Others are being cultivated through SBTC’s Hispanic Initiative coordinated with Criswell College, Jacksonville College and Southwestern Baptist Theological Seminary to prepare Hispanic pastors and leaders for the next generation of Hispanic ministry in Texas. Seven students are taking advantage of the training through Criswell College.

58 NEW AFFILIATIONS
The board also approved the affiliation of 58 more churches and heard a report from the credentials committee that shows a pace of two or three additional churches per week. Seventeen churches were removed from convention affiliation, 14 of them having disbanded or merged with another church. Two voted to no longer relate to SBTC and one became a non-denominational congregation.

A request by board member Terry Turner of Mesquite seeking consideration of a supportive relationship with a local pregnancy resource center was referred to the Facilitating Ministries department.

The executive committee also reported they had followed through with a request to allocate from the previous year’s surplus a grant of $65,000 for the Dakotas Baptist Convention. As part of an ongoing partnership with DBC, the funds will assist with church planting leadership development and the Sturgis Bike Rally evangelistic outreach.

OPERATING AT SURPLUS
Messengers to last year’s convention approved a 2009 SBTC budget of $23.9 million, which reflected a 14 percent increase over the prior year. Giving through the cooperative Program by local churches had funded around 99 percent of that ambitious goal as of the board meeting.

At the end of April, two days after the board met, Cooperative Program giving was within a few thousand dollars of the 2009 budget for the first four months of the year. Prudent spending has allowed the convention to operate at a surplus for the year to date.

Vern Hargrave of the accounting firm of Pickens Snodgrass Koch reported a clean audit of SBTC financial statements.

You should be proud of the way business is conducted,” he told the board. “It is done in a very professional and efficient manner.”

Addressing the CP giving report after the meeting, Sookwan Lee, co-pastor of Seoul Baptist Church in Houston, told the TEXAN: “Other denominations have a top to bottom” approach for funding while some churches attempt to fund missions “acting by themselves.”

Recalling that the Southern Baptist Convention was formed to fund missions, Lee added, “The most important thing for a church is missions.
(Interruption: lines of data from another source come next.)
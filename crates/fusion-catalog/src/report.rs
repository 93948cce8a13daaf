//! Final report table (`CHARACTERS_FINAL.csv`).

use std::collections::BTreeMap;
use std::path::Path;

use tracing::info;

use fusion_models::CharacterId;

use crate::error::{CatalogError, CatalogResult};
use crate::fs_utils::{base_name, write_atomic};
use crate::table::CharacterRow;

/// One character with its delivered clip names.
#[derive(Debug, Clone, PartialEq, Eq)]
pub struct ReportRow {
    pub id: CharacterId,
    pub name: String,
    /// Renamed basename for paired clips, original basename otherwise
    pub new_videos: Vec<String>,
}

/// Rewrite every character's clip list through the pairing mapping.
pub fn build_report(rows: &[CharacterRow], mapping: &BTreeMap<String, String>) -> Vec<ReportRow> {
    rows.iter()
        .map(|row| ReportRow {
            id: row.id,
            name: row.name.clone(),
            new_videos: row
                .videos
                .iter()
                .map(|video| match mapping.get(video) {
                    Some(destination) => base_name(destination).to_string(),
                    None => base_name(video).to_string(),
                })
                .collect(),
        })
        .collect()
}

/// Write the report with columns `ID,NAME,NEW_VIDEO`.
pub fn write_report(path: &Path, rows: &[ReportRow]) -> CatalogResult<()> {
    let mut writer = csv::WriterBuilder::new()
        .terminator(csv::Terminator::Any(b'\n'))
        .from_writer(Vec::new());
    writer.write_record(["ID", "NAME", "NEW_VIDEO"])?;
    for row in rows {
        writer.write_record([row.id.to_string(), row.name.clone(), row.new_videos.join(", ")])?;
    }
    let bytes = writer
        .into_inner()
        .map_err(|e| CatalogError::Io(e.into_error()))?;

    write_atomic(path, &bytes)?;
    info!(path = %path.display(), characters = rows.len(), "Wrote final report");
    Ok(())
}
If we do not contribute to the Cooperative Program, the convention doesn’t mean anything.”

Board member Terry Turner of Mesquite recalled that his church was planted through the use of CP funds.

“We saw the benefit of church planting and how the SBC poured into our ministry,” he said, explaining why Mesquite Friendship Baptist Church values the Cooperative Program.

In a final item of business, SBTC cousel Shelby Sharpe was honored by the executive board for his service since the convention’s founding with a framed copy of Proverbs 3:5.